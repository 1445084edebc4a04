//! Handler trait for request processing.
//!
//! [`HttpHandler`] is the request-handling capability the middleware both
//! wraps and presents: anything that turns a [`Request`] into a
//! [`Response`]. `ConformanceMiddleware` implements it too, so checked
//! handlers compose into a chain like any other handler.

use std::future::Future;
use std::sync::Arc;

use crate::types::{BoxFuture, Request, Response};

/// A component that handles HTTP requests.
///
/// Handlers are invoked from concurrent exchanges and must be shareable
/// by reference.
pub trait HttpHandler: Send + Sync + 'static {
    /// Handles one request and produces a response.
    fn call(&self, request: Request) -> BoxFuture<'_, Response>;
}

impl<H: HttpHandler> HttpHandler for Arc<H> {
    fn call(&self, request: Request) -> BoxFuture<'_, Response> {
        (**self).call(request)
    }
}

/// A handler built from an async function or closure.
///
/// # Example
///
/// ```ignore
/// let handler = FnHandler::new(|_request| async {
///     http::Response::builder()
///         .status(200)
///         .body(Full::new(Bytes::from("ok")))
///         .unwrap()
/// });
/// ```
pub struct FnHandler<F> {
    func: F,
}

impl<F> FnHandler<F> {
    /// Wraps a function as a handler.
    pub const fn new(func: F) -> Self {
        Self { func }
    }
}

impl<F, Fut> HttpHandler for FnHandler<F>
where
    F: Fn(Request) -> Fut + Send + Sync + 'static,
    Fut: Future<Output = Response> + Send + 'static,
{
    fn call(&self, request: Request) -> BoxFuture<'_, Response> {
        Box::pin((self.func)(request))
    }
}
☆ ☆ ☆ ☆ ☆
▸ **DESCRIPTION OF THE TASK**
Search the entries for "into" and show every line that has it.

▸ **WRITTEN ANSWER**
//! wraps and presents: anything that turns a [`Request`] into a
//! handlers compose into a chain like any other handler.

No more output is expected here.